- Exercise directions: Where does "FixedTicker" appear in the data? Return each line that holds it.

- Recorded data:
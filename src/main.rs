use clap::{error::ErrorKind, CommandFactory, Parser};
use crossterm::{
    execute,
    terminal::{disable_raw_mode, enable_raw_mode, EnterAlternateScreen, LeaveAlternateScreen},
    tty::IsTty,
};
use keyrate::{
    app::App,
    app_dirs::AppDirs,
    clock::SystemClock,
    config::FileConfigStore,
    corpus::{Corpus, TextItem},
    local_engine::LocalEngineFactory,
    logging,
    runtime::{CrosstermEventSource, FixedTicker, Runner, TermEvent, DEFAULT_TICK_MS},
    session::Session,
};
use ratatui::{
    backend::{Backend, CrosstermBackend},
    Terminal,
};
use std::{
    error::Error,
    io::{self, stdin},
    path::PathBuf,
    sync::Arc,
};
use tracing::{info, warn};

/// typing speed test with live metrics and smoothed results graphs
#[derive(Parser, Debug, Clone)]
#[clap(
    version,
    about,
    long_about = "A typing speed test that scores every keystroke as you type, records a per-character timeline, and plots WPM and raw speed once the text is done."
)]
pub struct Cli {
    /// text category to start on (random picks from every category)
    #[clap(short = 'c', long)]
    category: Option<String>,

    /// JSON file of texts to use instead of the built-in packs
    #[clap(short = 't', long)]
    texts: Option<PathBuf>,

    /// custom prompt to use
    #[clap(short = 'p', long)]
    prompt: Option<String>,

    /// milliseconds between live stat refreshes
    #[clap(long, default_value_t = DEFAULT_TICK_MS)]
    tick_ms: u64,

    /// log filter directive, e.g. "debug" or "keyrate::serializer=trace"
    #[clap(long)]
    log_filter: Option<String>,
}

impl Cli {
    fn corpus(&self) -> Result<Corpus, Box<dyn Error>> {
        match &self.texts {
            Some(path) => Ok(Corpus::from_path(path)?),
            None => Ok(Corpus::embedded()),
        }
    }

    fn custom_prompt(&self) -> Option<TextItem> {
        self.prompt
            .as_deref()
            .filter(|p| !p.trim().is_empty())
            .map(TextItem::custom)
    }
}

fn main() -> Result<(), Box<dyn Error>> {
    let cli = Cli::parse();

    if !stdin().is_tty() {
        let mut cmd = Cli::command();
        cmd.error(ErrorKind::Io, "stdin must be a tty").exit();
    }

    // logs go to a file; the terminal belongs to the UI
    let _guard = match logging::init_file_logging(&AppDirs::log_path(), cli.log_filter.as_deref())
    {
        Ok(guard) => Some(guard),
        Err(e) => {
            eprintln!("logging disabled: {e}");
            None
        }
    };

    let corpus = cli.corpus()?;
    info!(texts = corpus.len(), "corpus loaded");

    let session = Session::new(Arc::new(LocalEngineFactory), Arc::new(SystemClock));
    let mut app = App::new(
        session,
        corpus,
        Box::new(FileConfigStore::new()),
        cli.custom_prompt(),
    );
    if let Some(category) = &cli.category {
        if !app.select_category(category) {
            warn!(category = %category, "unknown category, using the saved one");
        }
    }
    if cli.custom_prompt().is_some() {
        app.start_session();
    }

    enable_raw_mode()?;

    let mut stdout = io::stdout();
    execute!(stdout, EnterAlternateScreen)?;
    let backend = CrosstermBackend::new(stdout);
    let mut terminal = Terminal::new(backend)?;

    let result = run(&mut terminal, &mut app, FixedTicker::from_millis(cli.tick_ms));

    disable_raw_mode()?;
    execute!(terminal.backend_mut(), LeaveAlternateScreen,)?;
    terminal.show_cursor()?;

    result
}

fn run<B: Backend>(
    terminal: &mut Terminal<B>,
    app: &mut App,
    ticker: FixedTicker,
) -> Result<(), Box<dyn Error>> {
    let runner = Runner::new(CrosstermEventSource::new(), ticker);
    terminal.draw(|f| f.render_widget(&*app, f.area()))?;

    while !app.should_quit {
        match runner.step() {
            TermEvent::Key(key) => app.on_key(key),
            TermEvent::Tick => app.on_tick(),
            TermEvent::Resize => {}
        }
        terminal.draw(|f| f.render_widget(&*app, f.area()))?;
    }

    info!("bye");
    Ok(())
}
use std::fs;
use std::path::Path;

use include_dir::{include_dir, Dir};
use itertools::Itertools;
use rand::seq::SliceRandom;
use serde::{Deserialize, Serialize};
use thiserror::Error;
use tracing::{debug, warn};

static TEXTS_DIR: Dir = include_dir!("$CARGO_MANIFEST_DIR/texts");

/// Category name that selects from every text
pub const RANDOM_CATEGORY: &str = "random";

#[derive(Debug, Error)]
pub enum CorpusError {
    #[error("failed to read {path}: {source}")]
    Io {
        path: String,
        #[source]
        source: std::io::Error,
    },

    #[error("failed to parse {path}: {source}")]
    Parse {
        path: String,
        #[source]
        source: serde_json::Error,
    },

    #[error("no texts found in {0}")]
    Empty(String),
}

/// One passage to type
#[derive(Debug, Clone, PartialEq, Eq, Serialize, Deserialize)]
pub struct TextItem {
    #[serde(default)]
    pub category: String,
    pub content: String,
    #[serde(default)]
    pub attribution: String,
}

impl TextItem {
    pub fn new(category: &str, content: &str, attribution: &str) -> Self {
        Self {
            category: category.to_string(),
            content: content.to_string(),
            attribution: attribution.to_string(),
        }
    }

    /// Used when nothing else is available
    pub fn fallback() -> Self {
        Self::new(
            "general",
            "The quick brown fox jumps over the lazy dog.",
            "Traditional pangram",
        )
    }

    /// A user-supplied prompt
    pub fn custom(content: &str) -> Self {
        Self::new("custom", content.trim(), "")
    }
}

#[derive(Debug, Clone, Default)]
pub struct Corpus {
    items: Vec<TextItem>,
}

impl Corpus {
    pub fn new(items: Vec<TextItem>) -> Self {
        let items = items
            .into_iter()
            .filter(|t| !t.content.trim().is_empty())
            .collect();
        Self { items }
    }

    /// Texts compiled into the binary. Files that fail to parse are skipped.
    pub fn embedded() -> Self {
        let items = TEXTS_DIR
            .files()
            .filter(|f| f.path().extension().is_some_and(|ext| ext == "json"))
            .sorted_by(|a, b| a.path().cmp(b.path()))
            .filter_map(|f| {
                let name = f.path().display().to_string();
                let parsed = f
                    .contents_utf8()
                    .map(|data| serde_json::from_str::<Vec<TextItem>>(data));
                match parsed {
                    Some(Ok(items)) => Some(items),
                    Some(Err(e)) => {
                        warn!(file = %name, error = %e, "skipping malformed text pack");
                        None
                    }
                    None => {
                        warn!(file = %name, "skipping non utf-8 text pack");
                        None
                    }
                }
            })
            .flatten()
            .collect();

        let corpus = Self::new(items);
        debug!(texts = corpus.len(), "loaded embedded corpus");
        corpus
    }

    /// Load a JSON array of text items from `path`
    pub fn from_path<P: AsRef<Path>>(path: P) -> Result<Self, CorpusError> {
        let path = path.as_ref();
        let path_str = path.display().to_string();
        let data = fs::read_to_string(path).map_err(|source| CorpusError::Io {
            path: path_str.clone(),
            source,
        })?;
        let items: Vec<TextItem> =
            serde_json::from_str(&data).map_err(|source| CorpusError::Parse {
                path: path_str.clone(),
                source,
            })?;

        let corpus = Self::new(items);
        if corpus.is_empty() {
            return Err(CorpusError::Empty(path_str));
        }
        debug!(path = %path_str, texts = corpus.len(), "loaded corpus");
        Ok(corpus)
    }

    pub fn len(&self) -> usize {
        self.items.len()
    }

    pub fn is_empty(&self) -> bool {
        self.items.is_empty()
    }

    pub fn items(&self) -> &[TextItem] {
        &self.items
    }

    pub fn categories(&self) -> Vec<String> {
        self.items
            .iter()
            .map(|t| t.category.clone())
            .filter(|c| !c.is_empty())
            .unique()
            .sorted()
            .collect()
    }

    /// Random text from `category`. [`RANDOM_CATEGORY`] or a category with no
    /// texts picks from the whole pool.
    pub fn pick(&self, category: &str) -> TextItem {
        let mut rng = rand::thread_rng();
        let in_category: Vec<&TextItem> = self
            .items
            .iter()
            .filter(|t| t.category == category)
            .collect();

        let choice = if category == RANDOM_CATEGORY || in_category.is_empty() {
            self.items.choose(&mut rng)
        } else {
            in_category.choose(&mut rng).copied()
        };
        choice.cloned().unwrap_or_else(TextItem::fallback)
    }
}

- Result:
    runtime::{CrosstermEventSource, FixedTicker, Runner, TermEvent, DEFAULT_TICK_MS},
    let result = run(&mut terminal, &mut app, FixedTicker::from_millis(cli.tick_ms));
    ticker: FixedTicker,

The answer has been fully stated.